• _Work required_: The lines to return are those below that contain the word "join".

Listed entries Start Marker

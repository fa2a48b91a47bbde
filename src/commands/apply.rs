//! `steward apply` - run a transaction over a catalog document

use anyhow::Result;
use colored::Colorize;
use converge::{Report, ReportStatus, Transaction, TransactionOptions, TransactionStore};
use std::process::ExitCode;

use crate::Context;
use crate::catalog_file;
use crate::cli::ApplyArgs;
use crate::paths;
use crate::progress::ApplyProgress;
use crate::ui;

pub fn run(ctx: &Context, args: ApplyArgs) -> Result<ExitCode> {
    execute(ctx, args).map(ExitCode::from)
}

/// Apply and return the process exit code
fn execute(ctx: &Context, args: ApplyArgs) -> Result<u8> {
    let catalog = catalog_file::load_catalog(&args.catalog)?;
    let store_path = match args.state_file.clone() {
        Some(path) => path,
        None => paths::transaction_store()?,
    };
    log::debug!("Using transaction store {}", store_path.display());

    let options = options_from(&args);
    let noop = options.noop;
    let mut transaction = Transaction::new(catalog, options)?
        .with_persistence(Box::new(TransactionStore::load(store_path)))
        .with_observer(Box::new(ApplyProgress::new(ctx.quiet || args.json)));

    if !ctx.quiet && !args.json {
        let mode = if noop { " (noop)" } else { "" };
        ui::info(&format!("Applying {}{mode}", args.catalog.display()));
    }
    let (report, outcome) = evaluate(transaction);
    if let Err(err) = outcome {
        // an aborted run still shows what it got through
        if !report.resource_statuses.is_empty() {
            render(ctx, &args, &report)?;
        }
        return Err(err.into());
    }
    render(ctx, &args, &report)?;

    let code = if args.detailed_exitcodes {
        report.exit_status()
    } else if report.status == ReportStatus::Failed {
        1
    } else {
        0
    };
    Ok(u8::try_from(code).unwrap_or(1))
}

/// Run the transaction, keeping its report even when evaluation aborts
fn evaluate(mut transaction: Transaction) -> (Report, converge::Result<()>) {
    let outcome = transaction.evaluate();
    (transaction.into_report(), outcome)
}

fn render(ctx: &Context, args: &ApplyArgs, report: &Report) -> Result<()> {
    if args.json {
        println!("{}", serde_json::to_string_pretty(report)?);
    } else if !ctx.quiet {
        print_report(report);
    }
    Ok(())
}

fn options_from(args: &ApplyArgs) -> TransactionOptions {
    TransactionOptions {
        ignore_schedules: args.ignore_schedules,
        for_network_device: args.device,
        merge_dependency_warnings: args.merge_dependency_warnings,
        ..TransactionOptions::default()
    }
    .noop(args.noop)
    .with_tags(args.tags.clone())
    .with_skip_tags(args.skip_tags.clone())
}

fn print_report(report: &Report) {
    ui::header("Report");
    for line in report.summary().lines() {
        println!("  {line}");
    }

    let total = report
        .metrics
        .time
        .get("total")
        .copied()
        .unwrap_or_default();
    let resources = &report.metrics.resources;
    let outcome = format!(
        "{} resources, {} changed, {} failed, {} skipped in {}",
        resources.total,
        resources.changed,
        resources.failed,
        resources.skipped,
        ui::format_duration(total)
    );
    if report.noop && resources.out_of_sync > 0 {
        ui::warn(&format!(
            "{} resources out of sync, nothing changed (noop)",
            resources.out_of_sync
        ));
    }
    if report.resources_failed_to_generate {
        ui::warn("Some resources could not generate their children");
    }
    println!();
    match report.status {
        ReportStatus::Failed => ui::error(&outcome),
        ReportStatus::Changed => ui::success(&outcome),
        ReportStatus::Unchanged => println!("{} {}", "=".dimmed(), outcome),
    }
}
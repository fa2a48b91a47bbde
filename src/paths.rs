//! Path resolution for steward
//!
//! # Environment Variables
//!
//! - `STEWARD_STATE_DIR` - Override state directory
//!
//! # Path Resolution Priority
//!
//! For state_dir():
//! 1. `STEWARD_STATE_DIR` environment variable
//! 2. `XDG_STATE_HOME/steward` (if set)
//! 3. Platform default:
//!    - Windows: `%LOCALAPPDATA%\steward`
//!    - macOS/Linux: `~/.local/state/steward`

use anyhow::{Context, Result};
use std::path::PathBuf;

/// Environment variable for state directory override
pub const ENV_STATE_DIR: &str = "STEWARD_STATE_DIR";

/// File the transaction store is kept in, inside the state directory
pub const TRANSACTION_STORE: &str = "transactionstore.json";

/// Get the steward state directory path
pub fn state_dir() -> Result<PathBuf> {
    if let Ok(dir) = std::env::var(ENV_STATE_DIR) {
        let path = expand(&dir);
        log::debug!("Using state dir from {}: {}", ENV_STATE_DIR, path.display());
        return Ok(path);
    }

    if let Ok(xdg_state) = std::env::var("XDG_STATE_HOME") {
        let path = PathBuf::from(xdg_state).join("steward");
        log::debug!("Using XDG_STATE_HOME: {}", path.display());
        return Ok(path);
    }

    #[cfg(windows)]
    {
        if let Some(local_app_data) = dirs::data_local_dir() {
            let path = local_app_data.join("steward");
            log::debug!("Using Windows state dir: {}", path.display());
            return Ok(path);
        }
    }

    let home = dirs::home_dir().context("Could not determine home directory")?;
    let path = home.join(".local").join("state").join("steward");
    log::debug!("Using default state dir: {}", path.display());
    Ok(path)
}

/// Where the transaction store lives unless `--state-file` says otherwise
pub fn transaction_store() -> Result<PathBuf> {
    Ok(state_dir()?.join(TRANSACTION_STORE))
}

/// Expand ~ and environment variables in a path string
pub fn expand(path: &str) -> PathBuf {
    let expanded = shellexpand::full(path).unwrap_or(std::borrow::Cow::Borrowed(path));
    PathBuf::from(expanded.as_ref())
}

Listed entries End Marker

• _Your response_:
        let path = PathBuf::from(xdg_state).join("steward");
            let path = local_app_data.join("steward");
    let path = home.join(".local").join("state").join("steward");
    Ok(state_dir()?.join(TRANSACTION_STORE))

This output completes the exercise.